Many people today lack binding empathic contact with other people, which is why group therapy usually has a fundamentally positive effect on the mental state of the participants. Such an effect can occur above all if the group leader primarily accompanies the group and only intervenes in a controlling manner when this proves to be necessary. As in the natural striving of man for a committed, symbiotic community, the striving for healing also takes place from within the human nature and often follows winding paths. It is therefore conducive to a group therapy if the members trust in the natural healing powers of human nature.

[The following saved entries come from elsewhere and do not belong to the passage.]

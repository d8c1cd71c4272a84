//! AI 评估存储操作

use super::{SeaOrmStorage, write_error};
use crate::entity::ai_evaluations::{ActiveModel, Column, Entity as AiEvaluations};
use crate::errors::{AssignEaseError, Result};
use crate::models::ai_evaluations::{
    entities::{AiEvaluation, EvaluationStatus, EvaluationVerdict, NewAiEvaluation},
    requests::AiEvaluationListQuery,
};
use sea_orm::sea_query::Expr;
use sea_orm::{ActiveModelTrait, ColumnTrait, EntityTrait, QueryFilter, QueryOrder, Set};

impl SeaOrmStorage {
    /// 创建 pending 状态的 AI 评估
    pub async fn create_ai_evaluation_impl(&self, req: NewAiEvaluation) -> Result<AiEvaluation> {
        let now = chrono::Utc::now().timestamp();

        let model = ActiveModel {
            submission_id: Set(req.submission_id),
            assignment_id: Set(req.assignment_id),
            question_id: Set(req.question_id),
            student_id: Set(req.student_id),
            question_text: Set(req.question_text),
            student_answer: Set(req.student_answer),
            mistake_type: Set(None),
            ai_score: Set(None),
            confidence: Set(None),
            feedback: Set(None),
            raw_response: Set(None),
            model_name: Set(req.model_name),
            status: Set(EvaluationStatus::Pending.to_string()),
            error: Set(None),
            created_at: Set(now),
            completed_at: Set(None),
            ..Default::default()
        };

        let result = model
            .insert(&self.db)
            .await
            .map_err(|e| write_error("创建 AI 评估失败", e))?;

        Ok(result.into_ai_evaluation())
    }

    /// 通过 ID 获取 AI 评估
    pub async fn get_ai_evaluation_by_id_impl(&self, id: i64) -> Result<Option<AiEvaluation>> {
        let result = AiEvaluations::find_by_id(id)
            .one(&self.db)
            .await
            .map_err(|e| AssignEaseError::database_operation(format!("查询 AI 评估失败: {e}")))?;

        Ok(result.map(|m| m.into_ai_evaluation()))
    }

    /// 列出 AI 评估
    pub async fn list_ai_evaluations_impl(
        &self,
        query: AiEvaluationListQuery,
    ) -> Result<Vec<AiEvaluation>> {
        let mut select = AiEvaluations::find();

        if let Some(student_id) = query.student_id {
            select = select.filter(Column::StudentId.eq(student_id));
        }
        if let Some(assignment_id) = query.assignment_id {
            select = select.filter(Column::AssignmentId.eq(assignment_id));
        }

        let result = select
            .order_by_desc(Column::CreatedAt)
            .order_by_desc(Column::Id)
            .all(&self.db)
            .await
            .map_err(|e| AssignEaseError::database_operation(format!("查询 AI 评估列表失败: {e}")))?;

        Ok(result.into_iter().map(|m| m.into_ai_evaluation()).collect())
    }

    /// pending -> done
    ///
    /// 条件更新，只有仍处于 pending 的记录会被修改，返回是否发生了迁移。
    pub async fn complete_ai_evaluation_impl(
        &self,
        id: i64,
        verdict: &EvaluationVerdict,
        raw_response: serde_json::Value,
    ) -> Result<bool> {
        let now = chrono::Utc::now().timestamp();
        let raw = serde_json::to_string(&raw_response)?;

        let result = AiEvaluations::update_many()
            .col_expr(Column::MistakeType, Expr::value(verdict.mistake_type.to_string()))
            .col_expr(Column::AiScore, Expr::value(verdict.score as f64))
            .col_expr(Column::Confidence, Expr::value(verdict.confidence))
            .col_expr(Column::Feedback, Expr::value(verdict.feedback.clone()))
            .col_expr(Column::RawResponse, Expr::value(raw))
            .col_expr(Column::Status, Expr::value(EvaluationStatus::Done.to_string()))
            .col_expr(Column::CompletedAt, Expr::value(now))
            .filter(Column::Id.eq(id))
            .filter(Column::Status.eq(EvaluationStatus::Pending.to_string()))
            .exec(&self.db)
            .await
            .map_err(|e| AssignEaseError::database_operation(format!("更新 AI 评估失败: {e}")))?;

        Ok(result.rows_affected == 1)
    }

    /// pending -> error
    pub async fn fail_ai_evaluation_impl(&self, id: i64, error: &str) -> Result<bool> {
        let result = AiEvaluations::update_many()
            .col_expr(Column::Status, Expr::value(EvaluationStatus::Error.to_string()))
            .col_expr(Column::Error, Expr::value(error.to_string()))
            .filter(Column::Id.eq(id))
            .filter(Column::Status.eq(EvaluationStatus::Pending.to_string()))
            .exec(&self.db)
            .await
            .map_err(|e| AssignEaseError::database_operation(format!("更新 AI 评估失败: {e}")))?;

        Ok(result.rows_affected == 1)
    }
}

#[cfg(test)]
mod tests {
    use super::super::{memory_storage, seed_question};
    use super::*;
    use crate::models::ai_evaluations::entities::MistakeType;
    use crate::models::submissions::requests::CreateSubmissionRequest;

    async fn pending(storage: &SeaOrmStorage) -> AiEvaluation {
        let (assignment, question) = seed_question(storage, Some("python"), 10.0).await;
        let submission = storage
            .create_submission_impl(CreateSubmissionRequest {
                student_id: 3,
                assignment_id: assignment.id,
                question_id: question.id,
                code: None,
                text_submission: Some("answer".to_string()),
            })
            .await
            .unwrap();
        storage
            .create_ai_evaluation_impl(NewAiEvaluation {
                submission_id: submission.id,
                assignment_id: assignment.id,
                question_id: question.id,
                student_id: 3,
                question_text: question.title,
                student_answer: "answer".to_string(),
                model_name: "llama3:8b-instruct-q4_0".to_string(),
            })
            .await
            .unwrap()
    }

    fn verdict() -> EvaluationVerdict {
        EvaluationVerdict {
            mistake_type: MistakeType::Logic,
            score: 6,
            confidence: 0.8,
            feedback: "Off by one.".to_string(),
        }
    }

    #[tokio::test]
    async fn test_complete_is_terminal() {
        let storage = memory_storage().await;
        let evaluation = pending(&storage).await;
        assert_eq!(evaluation.status, EvaluationStatus::Pending);

        let raw = serde_json::to_value(verdict()).unwrap();
        assert!(
            storage
                .complete_ai_evaluation_impl(evaluation.id, &verdict(), raw.clone())
                .await
                .unwrap()
        );
        // 第二次迁移不生效
        assert!(
            !storage
                .complete_ai_evaluation_impl(evaluation.id, &verdict(), raw)
                .await
                .unwrap()
        );
        assert!(
            !storage
                .fail_ai_evaluation_impl(evaluation.id, "late failure")
                .await
                .unwrap()
        );

        let stored = storage
            .get_ai_evaluation_by_id_impl(evaluation.id)
            .await
            .unwrap()
            .expect("evaluation exists");
        assert_eq!(stored.status, EvaluationStatus::Done);
        assert_eq!(stored.ai_score, Some(6.0));
        assert_eq!(stored.mistake_type, Some(MistakeType::Logic));
        assert!(stored.completed_at.is_some());
        assert!(stored.error.is_none());
        assert_eq!(stored.raw_response.unwrap()["score"], 6);
    }

    #[tokio::test]
    async fn test_fail_records_error() {
        let storage = memory_storage().await;
        let evaluation = pending(&storage).await;

        assert!(
            storage
                .fail_ai_evaluation_impl(evaluation.id, "LLM HTTP 500: boom")
                .await
                .unwrap()
        );
        let stored = storage
            .get_ai_evaluation_by_id_impl(evaluation.id)
            .await
            .unwrap()
            .unwrap();
        assert_eq!(stored.status, EvaluationStatus::Error);
        assert_eq!(stored.error.as_deref(), Some("LLM HTTP 500: boom"));
        assert!(stored.ai_score.is_none());
    }

    #[tokio::test]
    async fn test_one_evaluation_per_submission() {
        let storage = memory_storage().await;
        let evaluation = pending(&storage).await;

        let err = storage
            .create_ai_evaluation_impl(NewAiEvaluation {
                submission_id: evaluation.submission_id,
                assignment_id: evaluation.assignment_id,
                question_id: evaluation.question_id,
                student_id: evaluation.student_id,
                question_text: String::new(),
                student_answer: String::new(),
                model_name: "m".to_string(),
            })
            .await
            .unwrap_err();
        assert!(err.is_unique_violation());

        let listed = storage
            .list_ai_evaluations_impl(AiEvaluationListQuery {
                student_id: Some(3),
                assignment_id: None,
            })
            .await
            .unwrap();
        assert_eq!(listed.len(), 1);
    }
}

This basically applies to any group therapy, so that even open therapy groups for addictions can achieve good success. Many of today's culture-related addiction developments are caused by natural human needs that cannot be fulfilled. As a result, quite a few people have the deceptive hope of finding their fulfillment through a "redeeming" substitute action. In this way, a vicious circle of a futile more and more of the same "redeeming" substitute action arises, in the course of which the dose of the material or the non-material drugs, such as gambling addiction, is increasingly forced. It is well known that the dose makes the poison, so every addiction development reaches the point at some point where it becomes destructive.If a person succeeds in ending an addictive behavior without being able to satisfy the underlying unfulfilled natural needs in an appropriate way at the same time, there is usually a shift from the old addiction habit to a new addiction habit, e.g. from cigarettes to sweets. Also in this case, group therapy can be helpful because it is defusing the fundamental peoples lack of binding empathic relationships within everyday cultural life.